Em ofício encaminhado à advogada-geral da União, ministra Grace Mendonça, nesta quarta-feira (16), os representantes da carreira de procuradores federais no Conselho Superior da Advocacia-Geral da União (AGU) pediram o fim do sigilo na câmara de conciliação sobre a concessão do auxílio-moradia a membros do Judiciário e do Ministério Púbico, entre outras providências. O texto critica "retrocesso" e "excessiva centralização" na gestão da ministra. A realização de sessões em sigilo na Câmara de Conciliação e Arbitragem da Administração Federal (Ccaf) sobre auxílio-moradia está "aumentando ainda mais a exposição institucional por dar margem a especulações quanto à motivação do procedimento", nas palavras dos procuradores federais Carlos Marden e Vilson Vedana, que assinam o ofício. A câmara de conciliação sobre auxílio-moradia foi instalada com aprovação da ministra Grace Mendonça após decisão do ministro Luiz Fux, do Supremo Tribunal Federal (STF), a pedido da Associação dos Magistrados Brasileiros (AMB). Ações que tratam do tema seriam julgadas em março, mas o ministro as retirou da pauta e encaminhou para conciliação. No ofício, os representantes da carreira de procurador federal afirmaram que há "preocupação com o atual momento vivido pela instituição, no qual se verificam tantos fatos que convergem para o retrocesso, contrariando a promessa e o discurso da atual gestão no sentido de que adotaria posturas condizentes com o paradigma da Advocacia de Estado". Os representantes também pedem retirada de sigilo de procedimentos internos que tratam de pedidos de indicação de servidores a cargos comissionados.

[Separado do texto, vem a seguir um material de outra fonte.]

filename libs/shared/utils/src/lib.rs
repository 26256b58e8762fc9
pub mod clock;
pub mod test_utils;

pub use clock::{Clock, FixedClock, SystemClock};
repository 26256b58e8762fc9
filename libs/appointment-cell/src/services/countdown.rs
// libs/appointment-cell/src/services/countdown.rs
use chrono::{DateTime, Duration, Utc};
use std::fmt;
use tracing::trace;

/// Time left before an appointment starts, floored to whole minutes.
#[derive(Debug, Clone, Copy, PartialEq, Eq)]
pub enum Countdown {
    Now,
    Remaining { hours: i64, minutes: i64 },
}

impl Countdown {
    pub fn between(target: DateTime<Utc>, now: DateTime<Utc>) -> Self {
        let diff = target - now;
        if diff <= Duration::zero() {
            return Countdown::Now;
        }

        let seconds = diff.num_seconds();
        Countdown::Remaining {
            hours: seconds / 3600,
            minutes: (seconds % 3600) / 60,
        }
    }
}

impl fmt::Display for Countdown {
    fn fmt(&self, f: &mut fmt::Formatter<'_>) -> fmt::Result {
        match self {
            Countdown::Now => write!(f, "Now"),
            Countdown::Remaining { hours, minutes } if *hours > 0 => write!(f, "{}h {}m", hours, minutes),
            Countdown::Remaining { minutes, .. } => write!(f, "{}m", minutes),
        }
    }
}

/// Countdown text for `target`, or `None` when there is nothing to count down to.
pub fn time_remaining(target: Option<DateTime<Utc>>, now: DateTime<Utc>) -> Option<String> {
    let target = target?;
    let countdown = Countdown::between(target, now);
    trace!("Countdown to {} at {}: {}", target, now, countdown);
    Some(countdown.to_string())
}

/// Whole minutes from `now` until `start`, truncated toward zero.
pub fn minutes_until(start: DateTime<Utc>, now: DateTime<Utc>) -> i64 {
    (start - now).num_minutes()
}

/// Short badge text shown next to the next session.
pub fn session_label(minutes_until: i64) -> String {
    if minutes_until <= 0 {
        "Now".to_string()
    } else if minutes_until < 60 {
        format!("In {} min", minutes_until)
    } else {
        format!("In {}h", minutes_until / 60)
    }
}
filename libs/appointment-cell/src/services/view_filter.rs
// libs/appointment-cell/src/services/view_filter.rs
use std::borrow::Borrow;

use chrono::{DateTime, Utc};
use tracing::debug;

use crate::models::{Appointment, AppointmentQuery, ViewKind};

/// Stable filter: keeps the appointments that fall in `query.view` relative to
/// `now` and match `query.status_filter`, in input order.
///
/// Works on owned values and on references alike, so an already filtered
/// `Vec<&Appointment>` can be filtered again.
pub fn filter_appointments<T, I>(appointments: I, query: AppointmentQuery, now: DateTime<Utc>) -> Vec<T>
where
    T: Borrow<Appointment>,
    I: IntoIterator<Item = T>,
{
    let filtered: Vec<T> = appointments
        .into_iter()
        .filter(|item| {
            let appointment: &Appointment = item.borrow();
            in_view(appointment, query.view, now) && query.status_filter.accepts(appointment.status)
        })
        .collect();

    debug!(
        "Filtered appointments for view {} / status {}: {} kept",
        query.view,
        query.status_filter,
        filtered.len()
    );

    filtered
}

/// Split into `(upcoming, history)` against a single `now`. Every input lands
/// in exactly one side.
pub fn partition_by_time<T, I>(appointments: I, now: DateTime<Utc>) -> (Vec<T>, Vec<T>)
where
    T: Borrow<Appointment>,
    I: IntoIterator<Item = T>,
{
    appointments
        .into_iter()
        .partition(|item| <T as Borrow<Appointment>>::borrow(item).is_upcoming_at(now))
}

fn in_view(appointment: &Appointment, view: ViewKind, now: DateTime<Utc>) -> bool {
    match view {
        ViewKind::Upcoming => appointment.is_upcoming_at(now),
        ViewKind::History => !appointment.is_upcoming_at(now),
    }
}

#[cfg(test)]
mod tests {
    use super::*;
    use crate::models::{AppointmentMode, AppointmentStatus, StatusFilter};
    use chrono::{FixedOffset, TimeZone};
    use uuid::Uuid;

    fn appointment(hour: u32, status: AppointmentStatus) -> Appointment {
        let offset = FixedOffset::east_opt(0).unwrap();
        Appointment {
            id: Uuid::new_v4(),
            starts_at: offset.with_ymd_and_hms(2024, 6, 15, hour, 0, 0).unwrap(),
            ends_at: None,
            status,
            mode: AppointmentMode::InPerson,
            reminder_sent: false,
            service_type: None,
            notes: None,
        }
    }

    fn noon() -> DateTime<Utc> {
        Utc.with_ymd_and_hms(2024, 6, 15, 12, 0, 0).unwrap()
    }

    fn query(view: ViewKind, status_filter: StatusFilter) -> AppointmentQuery {
        AppointmentQuery { view, status_filter }
    }

    #[test]
    fn test_upcoming_and_history_split_on_now() {
        let past = appointment(9, AppointmentStatus::Completed);
        let future = appointment(15, AppointmentStatus::Upcoming);
        let all = vec![past.clone(), future.clone()];

        let upcoming = filter_appointments(&all, query(ViewKind::Upcoming, StatusFilter::All), noon());
        assert_eq!(upcoming, vec![&future]);

        let history = filter_appointments(&all, query(ViewKind::History, StatusFilter::All), noon());
        assert_eq!(history, vec![&past]);
    }

    #[test]
    fn test_start_equal_to_now_is_upcoming() {
        let exact = appointment(12, AppointmentStatus::Upcoming);
        let all = vec![exact.clone()];

        assert_eq!(
            filter_appointments(&all, query(ViewKind::Upcoming, StatusFilter::All), noon()).len(),
            1
        );
        assert!(filter_appointments(&all, query(ViewKind::History, StatusFilter::All), noon()).is_empty());
    }

    #[test]
    fn test_status_filter_narrows_view() {
        let all = vec![
            appointment(13, AppointmentStatus::Upcoming),
            appointment(14, AppointmentStatus::Pending),
            appointment(15, AppointmentStatus::Upcoming),
            appointment(8, AppointmentStatus::Upcoming),
        ];

        let pending = filter_appointments(
            &all,
            query(ViewKind::Upcoming, StatusFilter::Only(AppointmentStatus::Pending)),
            noon(),
        );
        assert_eq!(pending, vec![&all[1]]);

        let upcoming_status = filter_appointments(
            &all,
            query(ViewKind::Upcoming, StatusFilter::Only(AppointmentStatus::Upcoming)),
            noon(),
        );
        assert_eq!(upcoming_status, vec![&all[0], &all[2]]);
    }

    #[test]
    fn test_empty_input_gives_empty_output() {
        let none: Vec<Appointment> = Vec::new();
        assert!(filter_appointments(&none, AppointmentQuery::default(), noon()).is_empty());
    }

    #[test]
    fn test_refiltering_is_idempotent() {
        let all = vec![
            appointment(9, AppointmentStatus::Cancelled),
            appointment(10, AppointmentStatus::Completed),
            appointment(16, AppointmentStatus::Cancelled),
        ];
        let q = query(ViewKind::History, StatusFilter::Only(AppointmentStatus::Cancelled));

        let once = filter_appointments(&all, q, noon());
        let twice = filter_appointments(once.iter().copied(), q, noon());
        assert_eq!(once, twice);
    }

    #[test]
    fn test_partition_covers_every_appointment_once() {
        let all: Vec<Appointment> = (6..20)
            .map(|hour| appointment(hour, AppointmentStatus::ALL[hour as usize % 4]))
            .collect();

        let (upcoming, history) = partition_by_time(&all, noon());
        assert_eq!(upcoming.len() + history.len(), all.len());
        assert!(upcoming.iter().all(|a| a.is_upcoming_at(noon())));
        assert!(history.iter().all(|a| !a.is_upcoming_at(noon())));
    }
}
/// Built-in rules in evaluation order. Later effects win.
pub fn default_rules() -> Vec<StatusRule> {
    vec![
        StatusRule {
            id: "lunch-break",
            trigger: TriggerKind::TimeOfDay,
            description: "Lunch break at noon when no session has started",
            condition: lunch_break,
            effect: || custom("Lunch break"),
        },
        StatusRule {
            id: "no-appointment-admin",
            trigger: TriggerKind::NoAppointments,
            description: "Admin block when nothing starts in the next two hours",
            condition: no_appointment_admin,
            effect: || custom("Admin block"),
        },
        StatusRule {
            id: "back-to-back-warning",
            trigger: TriggerKind::BackToBackAppointments,
            description: "Three or more remaining sessions at most ten minutes apart",
            condition: back_to_back,
            effect: || custom("Back-to-back sessions"),
        },
        StatusRule {
            id: "long-busy-stretch",
            trigger: TriggerKind::LongBusy,
            description: "Busy with a session running within the last three hours",
            condition: long_busy,
            effect: || custom("Take a break soon"),
        },
        StatusRule {
            id: "end-of-day",
            trigger: TriggerKind::EndOfDay,
            description: "Go offline after 19:00 once every session has ended",
            condition: end_of_day,
            effect: || StatusEffect::SetStatus(PresenceStatus::Offline),
        },
        StatusRule {
            id: "focus-morning",
            trigger: TriggerKind::TimeOfDay,
            description: "Focus time between 08:00 and 10:00 before the first session",
            condition: focus_morning,
            effect: || custom("Focus time"),
        },
        StatusRule {
            id: "afternoon-admin",
            trigger: TriggerKind::TimeOfDay,
            description: "Admin block at 15:00 with a free hour ahead",
            condition: afternoon_admin,
            effect: || custom("Admin block"),
        },
        StatusRule {
            id: "early-start-focus",
            trigger: TriggerKind::TimeOfDay,
            description: "Early focus time before 08:00",
            condition: early_start,
            effect: || custom("Early focus time"),
        },
        StatusRule {
            id: "post-lunch-energize",
            trigger: TriggerKind::TimeOfDay,
            description: "Quick reset during the 13:00 hour",
            condition: post_lunch,
            effect: || custom("Quick reset"),
        },
        StatusRule {
            id: "long-gap-strategy",
            trigger: TriggerKind::NoAppointments,
            description: "Strategy session when the next two sessions are three hours apart",
            condition: long_gap,
            effect: || custom("Strategy session"),
        },
        StatusRule {
            id: "friday-wrap-up",
            trigger: TriggerKind::TimeOfDay,
            description: "Weekly review on Friday afternoons",
            condition: friday_wrap_up,
            effect: || custom("Weekly review"),
        },
    ]
}
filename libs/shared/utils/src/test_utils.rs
use std::sync::Arc;

use chrono::{DateTime, NaiveDate, TimeZone, Utc};

use shared_config::DashboardConfig;

use crate::clock::FixedClock;

pub struct TestConfig {
    pub utc_offset_minutes: i32,
    pub refresh_interval_seconds: u64,
}

impl Default for TestConfig {
    fn default() -> Self {
        Self {
            utc_offset_minutes: 0,
            refresh_interval_seconds: 60,
        }
    }
}

impl TestConfig {
    pub fn to_dashboard_config(&self) -> DashboardConfig {
        DashboardConfig {
            utc_offset_minutes: self.utc_offset_minutes,
            refresh_interval_seconds: self.refresh_interval_seconds,
            ..DashboardConfig::default()
        }
    }
}

/// UTC instant on the given day, for terse fixtures.
pub fn utc(year: i32, month: u32, day: u32, hour: u32, minute: u32, second: u32) -> DateTime<Utc> {
    Utc.with_ymd_and_hms(year, month, day, hour, minute, second)
        .single()
        .unwrap_or_else(|| panic!("invalid test instant {year}-{month}-{day} {hour}:{minute}:{second}"))
}

pub fn date(year: i32, month: u32, day: u32) -> NaiveDate {
    NaiveDate::from_ymd_opt(year, month, day)
        .unwrap_or_else(|| panic!("invalid test date {year}-{month}-{day}"))
}

pub fn fixed_clock_at(now: DateTime<Utc>) -> Arc<FixedClock> {
    Arc::new(FixedClock::new(now))
}

#[cfg(test)]
mod tests {
    use super::*;
    use crate::clock::Clock;

    #[test]
    fn test_config_overrides() {
        let config = TestConfig {
            utc_offset_minutes: 120,
            ..TestConfig::default()
        }
        .to_dashboard_config();
        assert_eq!(config.utc_offset_minutes, 120);
        assert!(config.is_valid());
    }

    #[test]
    fn test_fixture_helpers() {
        let now = utc(2024, 6, 15, 12, 0, 0);
        assert_eq!(now.date_naive(), date(2024, 6, 15));
        assert_eq!(fixed_clock_at(now).now(), now);
    }
}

A alegação é de que, se há algum pedido de político para nomeação de colega, é preciso que isso seja público, e que a Corregedoria e a Comissão de Ética devem promover "apuração de eventuais irregularidades praticadas pelos colegas". A representação dos procuradores federais também afirma que houve uma orientação interna que impede o procurador-geral federal de atuar diretamente no Supremo Tribunal Federal, e pede a revogação dessa orientação, afirmando que ela é ilegal. Também são pedidas "a adoção imediata das medidas previstas nos Projetos AGU Igual para Todos e Pertencimento" e "a cessação imediata da postura refratária aos avanços oriundos da Procuradoria-Geral Federal".